◆ **WORK ITEM**
Report every line in the records below that holds the word "collect".

──────── ENTRIES SHOWN

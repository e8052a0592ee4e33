/// Greedy word wrap.
///
/// Words are the non-empty fragments of `text` split on spaces. Each candidate line is measured
/// with a trailing space; when it exceeds `max_width` and the current line already holds a word,
/// the current line is committed and the word starts a new one. A single word wider than
/// `max_width` stays on its own line. Empty input yields one empty line.
pub fn wrap_lines<M>(text: &str, mut measure: M, max_width: f32) -> Vec<String>
where
    M: FnMut(&str) -> f32,
{
    let mut lines = Vec::new();
    let mut line = String::new();

    for word in text.split(' ').filter(|w| !w.is_empty()) {
        let candidate = format!("{line}{word} ");
        if measure(&candidate) > max_width && !line.is_empty() {
            lines.push(line.trim_end().to_owned());
            line = format!("{word} ");
        } else {
            line = candidate;
        }
    }
    lines.push(line.trim_end().to_owned());
    lines
}

/// Total character count of `lines` including one separator per line break.
pub fn revealed_len(lines: &[String]) -> usize {
    let chars: usize = lines.iter().map(|l| l.chars().count()).sum();
    chars + lines.len().saturating_sub(1)
}

/// Cut `lines` down to a running budget of `visible_chars`.
///
/// Every line break consumes one character of the budget. Lines past the budget come back
/// empty so that the block keeps its height and placement.
pub fn truncate_lines(lines: &[String], visible_chars: usize) -> Vec<String> {
    let mut budget = visible_chars;
    lines
        .iter()
        .map(|line| {
            let len = line.chars().count();
            let shown: String = line.chars().take(budget).collect();
            budget = budget.saturating_sub(len + 1);
            shown
        })
        .collect()
}

#[cfg(test)]
#[path = "../../tests/unit/layout/wrap.rs"]
mod tests;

────────────────

◆ **EXERCISE RESPONSE**
            let shown: String = line.chars().take(budget).collect();
        .collect()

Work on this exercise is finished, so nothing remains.